Even though carbon dioxide is produced when you ferment grain to make beer, that gas is long gone before it makes it to the bottle. Instead, most beer has fresh CO2 pumped in at high pressure just before packaging. Once sealed, the gas goes into hiding, dissolving homogeneously though the liquid. So long as the bottle stays capped, these molecules are content to mix freely with the beer. However, once you pop the top, that equilibrium is destroyed and the pressure difference between the room air and the gas in the bottle makes that carbon dioxide want to escape. That’s where bubbles come in.
If you look closely, you’ll notice that these bubbles don’t appear randomly. Instead, they always start life in specific spots—usually on the bottom or sides of your drinking vessel, be it bottle, can, or pint glass. These “nucleation sites” are patches that are rougher than the rest of the surface, causing the gas molecules that glide by to become stuck—like mountain climbers catching their fingers in a crag on the slope. Once a molecule is trapped, it serves as an attractor for other molecules until enough gas has glommed together that a bubble forms. It breaks its bond with the surface, and the bubble floats free. A perfectly smooth glass (or one still slick from the dishwasher) won’t provide many nucleation sites—and therefore, not many bubbles. Pint-makers often go so far as to etch glass bottoms for maximum bubble birth.
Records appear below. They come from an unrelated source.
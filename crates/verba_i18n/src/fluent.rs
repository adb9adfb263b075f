use std::collections::HashMap;
use std::sync::{PoisonError, RwLock};

use fluent_bundle::concurrent::FluentBundle;
use fluent_bundle::{FluentArgs, FluentResource, FluentValue};

use unic_langid::LanguageIdentifier;

use crate::label::{ArgValue, TranslationRequest};
use crate::locale::{locale_fallback_chain, normalize_locale};
use crate::translator::Translate;
use crate::I18nError;

fn parse_ftl(locale: &str, ftl: &str) -> Result<(String, FluentBundle<FluentResource>), String> {
    let loc = normalize_locale(locale);
    let langid: LanguageIdentifier = loc
        .parse()
        .map_err(|e| format!("invalid locale `{}`: {}", loc, e))?;

    let res = FluentResource::try_new(ftl.to_string())
        .map_err(|(_res, errs)| format!("ftl parse error: {:?}", errs))?;

    let mut bundle = FluentBundle::new_concurrent(vec![langid]);
    // Plain text output; no bidi isolation marks around placeables.
    bundle.set_use_isolating(false);
    bundle
        .add_resource(res)
        .map_err(|errs| format!("ftl add_resource error: {:?}", errs))?;

    Ok((loc, bundle))
}

/// Fluent message ids cannot contain `.`; `el.select.loading` maps to
/// `el-select-loading`.
fn message_id(path: &str) -> String {
    path.replace('.', "-")
}

/// A [`Translate`] implementation backed by Fluent (`.ftl`) resources.
///
/// Requests whose message is missing return `None`, so a [`LocaleContext`]
/// falls back to its dictionary.
///
/// [`LocaleContext`]: crate::LocaleContext
pub struct FluentTranslator {
    locale: RwLock<String>,
    bundles: RwLock<HashMap<String, FluentBundle<FluentResource>>>,
}

impl FluentTranslator {
    pub fn new(locale: &str) -> Self {
        Self {
            locale: RwLock::new(normalize_locale(locale)),
            bundles: RwLock::new(HashMap::new()),
        }
    }

    pub fn locale(&self) -> String {
        self.locale
            .read()
            .unwrap_or_else(PoisonError::into_inner)
            .clone()
    }

    pub fn set_locale(&self, locale: &str) {
        let loc = normalize_locale(locale);
        if loc.is_empty() {
            return;
        }
        *self.locale.write().unwrap_or_else(PoisonError::into_inner) = loc;
    }

    /// Parse and load a Fluent resource for `locale`, replacing any previous one.
    pub fn load_ftl(&self, locale: &str, ftl: &str) -> Result<(), I18nError> {
        let (loc, bundle) = parse_ftl(locale, ftl).map_err(I18nError::Fluent)?;
        self.bundles
            .write()
            .unwrap_or_else(PoisonError::into_inner)
            .insert(loc, bundle);
        Ok(())
    }

    fn format(
        bundle: &FluentBundle<FluentResource>,
        locale: &str,
        request: &TranslationRequest,
    ) -> Option<String> {
        let id = message_id(&request.path);
        let pattern = bundle.get_message(&id)?.value()?;

        let mut args = FluentArgs::new();
        for (k, v) in &request.options {
            match v {
                ArgValue::Str(s) => {
                    args.set(k.as_ref(), FluentValue::from(s.as_str()));
                }
                ArgValue::Int(i) => {
                    args.set(k.as_ref(), FluentValue::from(*i));
                }
                ArgValue::Float(f) => {
                    args.set(k.as_ref(), FluentValue::from(*f));
                }
                ArgValue::Bool(b) => {
                    // Fluent has no native bool; pass through as a string.
                    args.set(k.as_ref(), FluentValue::from(b.to_string()));
                }
            }
        }

        let mut errs = Vec::new();
        let s = bundle
            .format_pattern(pattern, Some(&args), &mut errs)
            .to_string();
        if !errs.is_empty() {
            tracing::warn!(
                locale = %locale,
                message_id = %id,
                errors = ?errs,
                "Fluent formatting errors"
            );
        }
        Some(s)
    }
}

impl Translate for FluentTranslator {
    fn translate(&self, request: &TranslationRequest) -> Option<String> {
        let bundles = self.bundles.read().unwrap_or_else(PoisonError::into_inner);
        for l in locale_fallback_chain(&self.locale()) {
            if let Some(bundle) = bundles.get(&l) {
                if let Some(s) = Self::format(bundle, &l, request) {
                    return Some(s);
                }
            }
        }
        None
    }
}
//! `verba` - translate dictionary paths and check locale coverage

mod config;
mod dictionaries;

use anyhow::{Context, Result};
use clap::{ArgAction, Parser, Subcommand};
use std::path::{Path, PathBuf};
use std::process::ExitCode;
use std::sync::Arc;
use tracing::{debug, warn};
use tracing_subscriber::EnvFilter;

use config::VerbaConfig;
use dictionaries::{load_dictionary, Catalog, Coverage};
use verba_i18n::{available, LocaleContext, TranslationRequest};

#[derive(Parser)]
#[command(name = "verba", version, about = "Locale dictionary tooling")]
struct Cli {
    /// Increase log verbosity (-v debug, -vv trace)
    #[arg(short, long, action = ArgAction::Count, global = true)]
    verbose: u8,

    /// Path to a verba.toml (defaults to ./verba.toml when present)
    #[arg(long, global = true)]
    config: Option<PathBuf>,

    #[command(subcommand)]
    command: Commands,
}

#[derive(Subcommand)]
enum Commands {
    /// Translate a dotted dictionary path
    Translate {
        /// Dotted path, e.g. el.pagination.total
        path: String,

        /// Dictionary file to translate against
        #[arg(long, conflicts_with = "lang")]
        dict: Option<PathBuf>,

        /// Language identifier (built-in or configured dictionary)
        #[arg(long)]
        lang: Option<String>,

        /// Placeholder value as name=value (repeatable)
        #[arg(long = "arg", value_name = "NAME=VALUE", value_parser = parse_arg)]
        args: Vec<(String, String)>,
    },

    /// Report dictionary paths missing relative to a base language
    Check {
        /// Dictionary file to check
        file: PathBuf,

        /// Base language to compare against
        #[arg(long, default_value = "en")]
        base: String,
    },

    /// List built-in languages
    List,
}

fn parse_arg(s: &str) -> Result<(String, String), String> {
    let (name, value) = s
        .split_once('=')
        .ok_or_else(|| format!("expected NAME=VALUE, got `{s}`"))?;
    let name = name.trim();
    if name.is_empty() {
        return Err(format!("empty placeholder name in `{s}`"));
    }
    Ok((name.to_string(), value.to_string()))
}

fn init_logging(verbose: u8) {
    let default = match verbose {
        0 => "warn",
        1 => "debug",
        _ => "trace",
    };
    let filter = EnvFilter::try_from_default_env().unwrap_or_else(|_| EnvFilter::new(default));
    tracing_subscriber::fmt()
        .with_env_filter(filter)
        .with_writer(std::io::stderr)
        .init();
}

/// `--config` if given, otherwise `./verba.toml` when present.
fn load_config(path: Option<&Path>) -> Result<VerbaConfig> {
    let config = match path {
        Some(path) => VerbaConfig::load(path)?,
        None => {
            let cwd = std::env::current_dir().context("Failed to read current directory")?;
            VerbaConfig::load_from_dir(&cwd)?
        }
    };
    debug!(default = %config.locale.default, "configuration loaded");
    Ok(config)
}

fn translate(
    config_path: Option<&Path>,
    path: String,
    dict: Option<&Path>,
    lang: Option<&str>,
    args: Vec<(String, String)>,
) -> Result<String> {
    // An explicit dictionary file needs no configuration.
    let dictionary = match dict {
        Some(file) => Arc::new(load_dictionary(file)?),
        None => {
            let config = load_config(config_path)?;
            let catalog = Catalog::load(&config.locale.dictionaries)?;
            catalog.resolve(lang.unwrap_or(&config.locale.default))
        }
    };

    let ctx = LocaleContext::new(dictionary);
    let mut request = TranslationRequest::new(path);
    for (name, value) in args {
        request = request.arg(name, value);
    }

    let text = ctx.tr(&request);
    if text.is_empty() {
        warn!(path = %request.path, lang = %ctx.lang(), "no translation found");
    }
    Ok(text)
}

fn check(config_path: Option<&Path>, file: &Path, base: &str) -> Result<Coverage> {
    let config = load_config(config_path)?;
    let catalog = Catalog::load(&config.locale.dictionaries)?;
    let base = catalog.resolve(base);
    let target = load_dictionary(file)?;

    let coverage = Coverage::compare(&base, &target);
    for path in &coverage.missing {
        println!("missing  {path}");
    }
    for path in &coverage.extra {
        println!("extra    {path}");
    }
    println!(
        "{}: {} missing, {} extra (base: {})",
        file.display(),
        coverage.missing.len(),
        coverage.extra.len(),
        base.name()
    );
    Ok(coverage)
}

fn main() -> Result<ExitCode> {
    let cli = Cli::parse();
    init_logging(cli.verbose);
    let config_path = cli.config.as_deref();

    match cli.command {
        Commands::Translate {
            path,
            dict,
            lang,
            args,
        } => {
            let text = translate(config_path, path, dict.as_deref(), lang.as_deref(), args)?;
            println!("{text}");
            Ok(ExitCode::SUCCESS)
        }

        Commands::Check { file, base } => {
            let coverage = check(config_path, &file, &base)?;
            Ok(if coverage.is_complete() {
                ExitCode::SUCCESS
            } else {
                ExitCode::FAILURE
            })
        }

        Commands::List => {
            for lang in available() {
                println!("{lang}");
            }
            Ok(ExitCode::SUCCESS)
        }
    }
}
//! Dictionary files and locale selection for the CLI

use anyhow::{Context, Result};
use std::collections::BTreeSet;
use std::fs;
use std::path::{Path, PathBuf};
use std::sync::Arc;

use verba_i18n::{english, locale_fallback_chain, lookup_builtin, normalize_locale, LocaleDictionary};

/// Load a `.json`, `.yaml` or `.yml` dictionary file.
///
/// A file without a `name` leaf is named after its stem (`de.yaml` -> `de`).
pub fn load_dictionary(path: &Path) -> Result<LocaleDictionary> {
    let content =
        fs::read_to_string(path).with_context(|| format!("Failed to read {}", path.display()))?;

    let is_json = path
        .extension()
        .and_then(|e| e.to_str())
        .is_some_and(|e| e.eq_ignore_ascii_case("json"));
    let dict = if is_json {
        LocaleDictionary::from_json_str(&content)
    } else {
        LocaleDictionary::from_yaml_str(&content)
    }
    .with_context(|| format!("Failed to parse {}", path.display()))?;

    if !dict.name().is_empty() {
        let name = normalize_locale(dict.name());
        return Ok(dict.with_name(name));
    }
    let stem = path
        .file_stem()
        .and_then(|s| s.to_str())
        .map(normalize_locale)
        .unwrap_or_default();
    Ok(dict.with_name(stem))
}

/// Built-in dictionaries plus the ones listed in `verba.toml`.
#[derive(Default)]
pub struct Catalog {
    extra: Vec<Arc<LocaleDictionary>>,
}

impl Catalog {
    pub fn load(paths: &[PathBuf]) -> Result<Self> {
        let mut extra = Vec::with_capacity(paths.len());
        for path in paths {
            let dict = load_dictionary(path)?;
            tracing::debug!(
                path = %path.display(),
                lang = %dict.name(),
                entries = dict.len(),
                "loaded dictionary"
            );
            extra.push(Arc::new(dict));
        }
        Ok(Self { extra })
    }

    /// Best dictionary for `tag`; configured dictionaries shadow built-ins.
    pub fn resolve(&self, tag: &str) -> Arc<LocaleDictionary> {
        for l in locale_fallback_chain(tag) {
            if let Some(dict) = self.extra.iter().find(|d| d.name() == l) {
                return dict.clone();
            }
            if let Some(dict) = lookup_builtin(&l) {
                return dict;
            }
        }
        english()
    }
}

/// Leaf paths a dictionary lacks or adds relative to a base dictionary.
#[derive(Debug, Default, PartialEq)]
pub struct Coverage {
    pub missing: Vec<String>,
    pub extra: Vec<String>,
}

const NAME_KEY: &str = "name";

/// Leaf paths that need translating; the root `name` leaf only labels the file.
fn translatable_paths(dict: &LocaleDictionary) -> BTreeSet<String> {
    dict.leaf_paths()
        .into_iter()
        .filter(|p| p != NAME_KEY)
        .collect()
}

impl Coverage {
    pub fn compare(base: &LocaleDictionary, target: &LocaleDictionary) -> Self {
        let base = translatable_paths(base);
        let target = translatable_paths(target);
        Self {
            missing: base.difference(&target).cloned().collect(),
            extra: target.difference(&base).cloned().collect(),
        }
    }

    pub fn is_complete(&self) -> bool {
        self.missing.is_empty()
    }
}

#[cfg(test)]
mod tests {
    use super::*;
    use pretty_assertions::assert_eq;

    #[test]
    fn coverage_lists_missing_and_extra_paths() {
        let mut base = LocaleDictionary::new("en");
        base.insert("el.select.loading", "Loading");
        base.insert("el.select.noData", "No data");
        let mut target = LocaleDictionary::new("de");
        target.insert("el.select.loading", "Laden");
        target.insert("el.select.extra", "Extra");

        let cov = Coverage::compare(&base, &target);
        assert_eq!(cov.missing, vec!["el.select.noData".to_string()]);
        assert_eq!(cov.extra, vec!["el.select.extra".to_string()]);
        assert!(!cov.is_complete());
    }

    #[test]
    fn coverage_ignores_the_name_label() {
        let mut base = LocaleDictionary::new("en");
        base.insert("name", "en");
        base.insert("el.select.loading", "Loading");
        let mut target = LocaleDictionary::new("de");
        target.insert("el.select.loading", "Laden");

        let cov = Coverage::compare(&base, &target);
        assert_eq!(cov, Coverage::default());
        assert!(cov.is_complete());
    }

    #[test]
    fn unnamed_file_covering_english_is_complete() {
        let dir = tempfile::tempdir().unwrap();
        let path = dir.path().join("de.yaml");
        let src = include_str!("../../verba_i18n/lang/en.yaml").replace("name: \"en\"\n", "");
        fs::write(&path, src).unwrap();

        let target = load_dictionary(&path).unwrap();
        assert_eq!(target.name(), "de");
        assert!(target.resolve("name").is_none());

        let cov = Coverage::compare(&english(), &target);
        assert!(cov.is_complete(), "missing: {:?}", cov.missing);
        assert!(cov.extra.is_empty());
    }

    #[test]
    fn configured_dictionaries_shadow_builtins() {
        let mut de = LocaleDictionary::new("de");
        de.insert("el.select.loading", "Laden");
        let catalog = Catalog {
            extra: vec![Arc::new(de)],
        };

        assert_eq!(catalog.resolve("de-AT").name(), "de");
        assert_eq!(catalog.resolve("zh_CN").name(), "zh-cn");
        assert_eq!(catalog.resolve("fr").name(), "en");
    }

    #[test]
    fn missing_file_is_an_error() {
        let err = load_dictionary(Path::new("/nonexistent/verba/de.yaml")).unwrap_err();
        assert!(err.to_string().contains("Failed to read"));
    }
}
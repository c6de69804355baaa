//! Run command: the automated ingestion loop.

use std::sync::Arc;

use anyhow::Result;
use console::style;

use super::Runtime;
use crate::automation::AutomationLoop;
use crate::config::Settings;

pub async fn cmd_run(settings: &Settings) -> Result<()> {
    let runtime = Runtime::build(settings)?;
    runtime.install_signal_handler();
    runtime.pipeline.start().await;

    println!(
        "{} Automation started ({} download / {} upload workers). Ctrl-C to stop.",
        style("→").cyan(),
        settings.download_workers,
        if settings.delivery.is_some() {
            settings.upload_workers
        } else {
            0
        },
    );

    let automation = AutomationLoop::new(
        runtime.channels.clone(),
        runtime.videos.clone(),
        Arc::new(runtime.scanner),
        runtime.fetcher.clone(),
        Arc::clone(&runtime.pipeline),
        runtime.cancel.clone(),
        settings.cycle_delay,
    );
    automation.run().await?;

    // Cancellation reached the loop; drain workers and release the session.
    runtime.pipeline.stop().await;
    runtime.sessions.shutdown().await;

    println!("{} Shut down cleanly", style("✓").green());
    Ok(())
}
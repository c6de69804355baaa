//! Filename derivation and caption escaping.

/// Sanitize a video title for use in a filename.
///
/// Filesystem-illegal characters collapse to `_`; the result is capped at
/// 100 characters.
pub fn sanitize_title(title: &str) -> String {
    let sanitized: String = title
        .chars()
        .map(|c| match c {
            '/' | '\\' | ':' | '*' | '?' | '"' | '<' | '>' | '|' | '\0' => '_',
            c if c.is_control() => '_',
            c => c,
        })
        .collect();

    let trimmed = sanitized.trim();
    if trimmed.is_empty() {
        return "video".to_string();
    }
    trimmed.chars().take(100).collect()
}

/// Extract a file extension from a URL path.
///
/// Only accepted when it looks like a real extension (starts with a dot,
/// at most 5 alphanumeric characters after it). Everything else falls back
/// to `.mp4`.
pub fn extension_from_url(url: &str) -> String {
    let path = url.split(['?', '#']).next().unwrap_or(url);
    if let Some(segment) = path.rsplit('/').next() {
        if let Some(dot) = segment.rfind('.') {
            let ext = &segment[dot + 1..];
            if !ext.is_empty() && ext.len() <= 5 && ext.chars().all(|c| c.is_ascii_alphanumeric()) {
                return format!(".{}", ext.to_lowercase());
            }
        }
    }
    ".mp4".to_string()
}

/// Derive the on-disk filename for a video: `<safe_title>_<post_id><ext>`.
pub fn video_file_name(title: &str, post_id: &str, media_url: &str) -> String {
    format!(
        "{}_{}{}",
        sanitize_title(title),
        post_id,
        extension_from_url(media_url)
    )
}

/// Escape Markdown control characters for the delivery caption.
pub fn escape_markdown(text: &str) -> String {
    let mut out = String::with_capacity(text.len());
    for c in text.chars() {
        match c {
            '_' | '*' | '[' | ']' | '(' | ')' | '`' => {
                out.push('\\');
                out.push(c);
            }
            c => out.push(c),
        }
    }
    out
}

#[cfg(test)]
mod tests {
    use super::*;

    #[test]
    fn test_sanitize_title_special_chars() {
        assert_eq!(sanitize_title("clip/with:bad*chars?"), "clip_with_bad_chars_");
    }

    #[test]
    fn test_sanitize_title_empty() {
        assert_eq!(sanitize_title("   "), "video");
    }

    #[test]
    fn test_sanitize_title_caps_length() {
        let long = "a".repeat(200);
        assert_eq!(sanitize_title(&long).chars().count(), 100);
    }

    #[test]
    fn test_extension_from_url() {
        assert_eq!(extension_from_url("https://cdn.example/v/X1.vid"), ".vid");
        assert_eq!(extension_from_url("https://cdn.example/v/X1.vid?tok=abc"), ".vid");
        assert_eq!(extension_from_url("https://cdn.example/stream/X1"), ".mp4");
        // Too long to be a real extension.
        assert_eq!(extension_from_url("https://cdn.example/v/X1.manifest"), ".mp4");
    }

    #[test]
    fn test_video_file_name() {
        assert_eq!(
            video_file_name("A", "X1", "https://cdn.example/X1.vid"),
            "A_X1.vid"
        );
    }

    #[test]
    fn test_escape_markdown() {
        assert_eq!(escape_markdown("a_b*c[d](e)`f"), "a\\_b\\*c\\[d\\]\\(e\\)\\`f");
    }
}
When the bubbles form, they are small and rise slowly. But watch a newly formed sphere on its journey and you’ll notice that it both grows and accelerates. First, bubbles get bigger because they themselves are nucleation sites; dissolved CO2 in the liquid passing by the bubble gets absorbed and joins in the party. Second, bubbles speed up as they rise because the buoyant force propelling the bubble upward (which is proportional to bubble volume) increases faster than the drag force pointing downward (which is proportional to bubble velocity). With these forces out of balance, there are never any lazy, slow bubbles. Each bursts with a mighty pop.
Guinness and some other stouts don’t use carbon dioxide, but are instead pressurized with nitrogen gas. The bubbles formed in these beers are smaller than CO2 bubbles, meaning they are sensitive to subtle currents that develop within the glass. In a tapered pint, more bubbles rise through the center column, carrying the liquid up with it. When that liquid reaches the top, it flows back down the sides of the pint (where the bubble density is lower), giving the illusion that these bubbles are actually sinking. In most non-Guinness beers, where the bubbles are fat with CO2, these currents are too weak; buoyancy always wins and bubbles always rise.
Finally, we come to beer’s most distinctive feature: the foamy head that appears after a hearty pour. Why don’t other bubbly drinks like sparkling water or champagne get all foamy like a beer does? Beer head forms because the rising bubbles attract proteins and carbohydrates—long, spindly molecules left by the barley, wheat grain, and hops that are unique to beer—and pull them up to the surface. As these spaghetti-like molecules emerge, they form a net that holds the bubbles in place, making that pretty, lacy crown. Extra malty beers—such as stouts and porters—give up a lot of these proteins and yield some of the thickest foams. Couple this with finer bubbles from nitrogen, and you can see why Guinness’ silky head reigns supreme. Those nitrogen bubbles create a desirable creaminess, similar to the one craved within our current craze for nitro coffee (another liquid full of funky head-forming compounds).
Though some view it as a nuisance, beer head is an important part of beer enjoyment. The smell of your beer—and therefore a lot of the flavor you can sense—is carried up and out of the liquid by the bubbles and into your nose every time you come in close for a drink. The creamy texture of a good beer head also affects your sense of taste more directly. Tiny dancing bubbles on your tongue soften the overall mouthfeel, and can even affect the balance between the bitter, sweet, or acidic flavors that you pick up.
Ultimately, though, the head is unstable. The proteins are propped up by the bubbles, but as soon as their numbers dwindle, the foam collapses. This happens naturally when the initial surge of bubbles from a vigorous pour dies down, but there’s another common bar trick head-killer: Run your finger along your nose and dip it into the foam. The grease from your pores quickly reduces the surface tension of the bubbles, slaughtering them by the thousands. It’s brutal, but still: What an important—albeit short—life they lived, making your beer taste like beer.